20. The judge took account of the positive obligation of the United Kingdom to facilitate family reunion taking account of the best interests of the child he found that their interests and the interests of Mrs [B] outweighed the public interest in maintaining immigration control. The judge then stated that in coming to that decision he had taken account of the provisions of Section 117B. He acknowledged that the appellant did not speak English and that she was not financially independent. However he was satisfied that 2 of her offspring supported her financially and that would continue if she came to the United Kingdom and she was therefore unlikely to be a burden on the taxpayer.
21. With respect that seems to ignore the guidance given in such cases as Kugathas [2003] EWCA Civ 31 and SM & others [2015] EWCA Civ 223. The problem with many of the cases cited is that they are not dealing with the relationship between a parent and a minor child but rather dealing with the situation where adult appellants and adult parents or siblings are involved. Ghising [2012] UKUT 160 - the appellant and sponsor were adults; Singh [2015] EWCA Civ 630 again adults; Butt [2017] EWCA Civ 184 again both the appellants were adult daughters.
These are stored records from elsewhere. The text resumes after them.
use std::fs;
use std::io;
use std::path::Path;

use thiserror::Error;
use tracing_appender::rolling::{InitError, RollingFileAppender, Rotation};
use tracing_subscriber::EnvFilter;

pub const LEVEL_ENV: &str = "QUIZBREAK_LOG";
const DEFAULT_DIRECTIVES: &str = "info";

#[derive(Debug, Error)]
pub enum LoggingError {
    #[error("unable to create log directory: {0}")]
    Io(#[from] io::Error),
    #[error("unable to open log file: {0}")]
    Appender(#[from] InitError),
    #[error("unable to install the subscriber: {0}")]
    Install(Box<dyn std::error::Error + Send + Sync>),
}

/// Directives in `EnvFilter` syntax, e.g. `warn,quizbreak::session=debug`.
/// Anything unparsable falls back to `info`.
pub fn filter_from(directives: Option<&str>) -> EnvFilter {
    directives
        .and_then(|value| EnvFilter::try_new(value).ok())
        .unwrap_or_else(|| EnvFilter::new(DEFAULT_DIRECTIVES))
}

pub fn filter_from_env() -> EnvFilter {
    filter_from(std::env::var(LEVEL_ENV).ok().as_deref())
}

/// Single never-rotated file at `path`; the terminal belongs to the UI
pub fn file_appender(path: &Path) -> Result<RollingFileAppender, LoggingError> {
    let dir = path
        .parent()
        .filter(|dir| !dir.as_os_str().is_empty())
        .unwrap_or(Path::new("."));
    let name = path
        .file_name()
        .and_then(|name| name.to_str())
        .unwrap_or("quizbreak.log");
    fs::create_dir_all(dir)?;

    Ok(RollingFileAppender::builder()
        .rotation(Rotation::NEVER)
        .filename_prefix(name)
        .build(dir)?)
}

/// Installs the global subscriber writing to `path`
pub fn init(path: &Path, filter: EnvFilter) -> Result<(), LoggingError> {
    let appender = file_appender(path)?;
    tracing_subscriber::fmt()
        .with_env_filter(filter)
        .with_writer(appender)
        .with_ansi(false)
        .try_init()
        .map_err(LoggingError::Install)
}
22. Even Kugathas [2003] EWCA Civ 31 was again dealing with the situation in which an adult appellant and other adult family members. The guidance given in paragraph 25:
"25 Because there is no presumption of family life, in my judgment a family life is not established between an adult child and his surviving parent or other siblings unless something more exists than normal emotional ties: see S v United Kingdom (1984) 40 DR 196 and Abdulaziz, Cabales and Balkandali v United Kingdom [1985] 7 EHRR 471. Such ties might exist if the appellant were dependent on his family or vice versa. It is not, however, essential that the members of the family should be in the same country. The Secretary of State accepts that that possibility may exist, although in my judgment it will probably be exceptional. Accordingly there is no absolute rule that there must be family life in the United Kingdom, as the Immigration Appeal Tribunal held."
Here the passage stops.